ギルギット 12月28日

タクシーをチャーターしてカラコルムハイウェイを走ってもらうことにした。
1日走り回って3000円くらい。
大きな出費だからすこし悩んだけども、こんなとこに来れることはないと思ったから。
でも今はスマホの充電がしたい。部屋にコンセントはなかったから。
氷点下8℃の朝、宿の中庭を毛布をかぶってうろうろしてた。
これだけ寒いとバッテリはすぐなくなる。それにパキスタンでは停電が頻繁にあるから。

朝の9時にタクシーはキルギットの街を離れた。
すこし離れた崖の上から街を見わたした。
白い煙が街を覆ってた。
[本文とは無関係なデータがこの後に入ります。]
//! Application State
//!
//! One explicit struct owns the project list, the standalone fallback and
//! the active-project pointer; the current working set is picked by a
//! resolver, and every mutation goes through a plain reducer
//! (`AppState::apply`) instead of ad-hoc setters.

use chrono::{DateTime, Utc};

use crate::project::model::{
    ChatMessage, ImpedanceState, InsulationReading, Project, RcdDevice, WorkingSet,
};
use crate::project::store::{ProjectStore, StoreError};

/// A single state transition. Collections are replaced wholesale (the
/// storage layer has no partial patches); append-only sequences append.
#[derive(Debug, Clone)]
pub enum WorkspacePatch {
    SetRcdDevices(Vec<RcdDevice>),
    AppendInsulation(InsulationReading),
    ClearInsulationHistory,
    SetImpedance(ImpedanceState),
    AppendChat(ChatMessage),
    SetTroubleshooting {
        description: String,
        active: bool,
    },
    ResetTroubleshooting,
}

/// Whole-application state. Exactly one of the named projects (or the
/// standalone set) is current at any time.
#[derive(Debug, Clone, Default)]
pub struct AppState {
    pub projects: Vec<Project>,
    pub standalone: WorkingSet,
    pub active_project: Option<String>,
}

impl AppState {
    /// Load both snapshots from the store. The active pointer is runtime
    /// state and starts unset.
    pub fn load(store: &ProjectStore) -> Result<Self, StoreError> {
        Ok(AppState {
            projects: store.load_projects()?,
            standalone: store.load_standalone()?,
            active_project: None,
        })
    }

    /// Persist both snapshots, overwriting whatever was there.
    pub fn save(&self, store: &ProjectStore) -> Result<(), StoreError> {
        store.save_projects(&self.projects)?;
        store.save_standalone(&self.standalone)
    }

    fn active(&self) -> Option<&Project> {
        let id = self.active_project.as_deref()?;
        self.projects.iter().find(|p| p.id == id)
    }

    fn active_mut(&mut self) -> Option<&mut Project> {
        let id = self.active_project.clone()?;
        self.projects.iter_mut().find(|p| p.id == id)
    }

    /// The working set all sections read from: the active project's, or
    /// the standalone default when no project is open.
    pub fn current(&self) -> &WorkingSet {
        match self.active() {
            Some(project) => &project.data,
            None => &self.standalone,
        }
    }

    /// Apply one patch to the current working set. Touching an active
    /// project refreshes its update timestamp.
    pub fn apply(&mut self, patch: WorkspacePatch, now: DateTime<Utc>) {
        if let Some(project) = self.active_mut() {
            apply_patch(&mut project.data, patch);
            project.updated_at = now;
        } else {
            apply_patch(&mut self.standalone, patch);
        }
    }

    /// Create a project with a seeded working set and make it active.
    pub fn create_project(&mut self, client_name: impl Into<String>, now: DateTime<Utc>) -> &Project {
        let project = Project::new(client_name, now);
        let id = project.id.clone();
        self.projects.insert(0, project);
        self.active_project = Some(id);
        &self.projects[0]
    }

    /// Delete a project; dropping the active one falls back to standalone.
    pub fn delete_project(&mut self, id: &str) -> bool {
        let before = self.projects.len();
        self.projects.retain(|p| p.id != id);
        if self.active_project.as_deref() == Some(id) {
            self.active_project = None;
        }
        self.projects.len() != before
    }

    /// Make a project current; unknown ids leave the pointer untouched.
    pub fn activate(&mut self, id: &str) -> bool {
        if self.projects.iter().any(|p| p.id == id) {
            self.active_project = Some(id.to_string());
            true
        } else {
            false
        }
    }

    pub fn deactivate(&mut self) {
        self.active_project = None;
    }
}

fn apply_patch(data: &mut WorkingSet, patch: WorkspacePatch) {
    match patch {
        WorkspacePatch::SetRcdDevices(devices) => data.rcd_devices = devices,
        WorkspacePatch::AppendInsulation(reading) => data.push_insulation(reading),
        WorkspacePatch::ClearInsulationHistory => data.insulation_history.clear(),
        WorkspacePatch::SetImpedance(state) => data.impedance = state,
        WorkspacePatch::AppendChat(message) => data.troubleshooting.messages.push(message),
        WorkspacePatch::SetTroubleshooting {
            description,
            active,
        } => {
            data.troubleshooting.description = description;
            data.troubleshooting.active = active;
        }
        WorkspacePatch::ResetTroubleshooting => data.troubleshooting.reset(),
    }
}

#[cfg(test)]
mod tests {
    use super::*;
    use crate::compliance::insulation::{ResistanceUnit, TestVoltage};

    #[test]
    fn standalone_is_current_without_active_project() {
        let state = AppState::default();
        assert_eq!(state.current(), &state.standalone);
    }

    #[test]
    fn patches_route_to_the_active_project() {
        let mut state = AppState::default();
        let t0 = Utc::now();
        let id = state.create_project("ACME", t0).id.clone();

        let t1 = t0 + chrono::Duration::seconds(5);
        state.apply(
            WorkspacePatch::AppendInsulation(InsulationReading::record(
                "L1-PE",
                TestVoltage::V500,
                "2.0",
                ResistanceUnit::MegaOhm,
                t1,
            )),
            t1,
        );

        let project = state.projects.iter().find(|p| p.id == id).unwrap();
        assert_eq!(project.data.insulation_history.len(), 1);
        assert!(state.standalone.insulation_history.is_empty());
        assert_eq!(project.updated_at, t1);
    }

    #[test]
    fn patches_route_to_standalone_when_deactivated() {
        let mut state = AppState::default();
        state.create_project("ACME", Utc::now());
        state.deactivate();
        state.apply(WorkspacePatch::ClearInsulationHistory, Utc::now());
        state.apply(
            WorkspacePatch::AppendChat(ChatMessage::user("hello")),
            Utc::now(),
        );
        assert_eq!(state.standalone.troubleshooting.messages.len(), 1);
        assert!(state.projects[0].data.troubleshooting.messages.is_empty());
    }

    #[test]
    fn deleting_active_project_falls_back() {
        let mut state = AppState::default();
        let id = state.create_project("ACME", Utc::now()).id.clone();
        assert!(state.delete_project(&id));
        assert!(state.active_project.is_none());
        assert_eq!(state.current(), &state.standalone);
        assert!(!state.delete_project(&id));
    }

    #[test]
    fn activate_rejects_unknown_ids() {
        let mut state = AppState::default();
        assert!(!state.activate("nope"));
        assert!(state.active_project.is_none());
    }

    #[test]
    fn troubleshooting_reset_clears_session() {
        let mut state = AppState::default();
        state.apply(
            WorkspacePatch::SetTroubleshooting {
                description: "breaker hums".to_string(),
                active: true,
            },
            Utc::now(),
        );
        state.apply(
            WorkspacePatch::AppendChat(ChatMessage::assistant("measure L1-N")),
            Utc::now(),
        );
        state.apply(WorkspacePatch::ResetTroubleshooting, Utc::now());
        assert_eq!(state.standalone.troubleshooting, Default::default());
    }
}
なんだろう、みんな朝ごはんを作ってて、湯気が出てるの?

道は舗装されてる。来るときは舗装されてなかったから中国との国境間が舗装されてるのかもしれない。
周りに見える山はどれも標高6000mを越えてるんだって。
道はまっすぐ続いてた。
この先に桃源郷って言われてるフンザがあった。
タクシーは山をぐるぐると登って峠で停まった。きっと景色のよいフンザでいちばん高い場所だと思ってたけど、村はもっと高いクルマが入れない先まで続いてた。
フンザの村の人たちは旅行者に慣れていたけども、お金にあまり興味がないのかな?のんびりしてて気持ちに余裕がありそう。
これはエメラルドの原石だよ
え、150円なの?
今は夏じゃないから安くあげるよ
お土産に2つ買った。

子供たちの目が青くて肌も白い。
パキスタン北部は欧米の血が混じってるのかもしれない。みんな顔がとても整っててかわいい。
ひとりのコの靴紐がほどけてたから結び直してあげた。
もっと北のアフガニスタンは東洋人の顔立ちが多いんだって。
少年たちはクリケットをして小道を走り回る。子供たちは何処までも私についてくる。
なんで夏にこなかったの?もっと緑が綺麗で温かいのに、何度もそう言われる。
村の池はのぞき込んだら寒さでガチガチに凍ってる。都会の人がここでのんびり過ごしたいのもわかるよ。
でも、今はタクシーを待たせてるから。
歩いてたらちいさなお店でお爺ちゃんがルビーの原石をくれた。お孫さん?めちゃめちゃかわいいね。

国境の近くアタワ湖。
緑1つない岩山に囲まれた青白い水は美しい工業排水みたい。
魚はいるの?
いないよ
こんなに広いのに?
いないよ
きっとホントはいると思う。こんなに広いんだから。

ドライバーの人が5時になるとゲートが閉まるって焦ってた。
こんな長い時間ありがとうね。ごめんね。
ギルギットにもどって、すこし多めに渡した。

近くの食堂はいつも人でいっぱいで騒がしい。
奮発してラム肉のカレーにした。といっても200円だけども。
騒がしい雑音を聞きながら、チャイで手を暖める。

夜、宿の人たちと部屋でハシシを吸った。
なんでスマホを布団の下に隠すの?誰も取らないよ?
知ってる、寒いとバッテリーがすぐなくなるから

ケラケラと遠くから聞こえる下品な笑い声。それを冷静に聞いてる自分。
なんだろ?あ、私の声?
自分が遠く離れてケラケラと笑ってた。
なんだ恥ずかしいよ…そんなへんな笑い方しないよ。
でも自分はココにいて、遠く離れた自分はコントロールできなかった。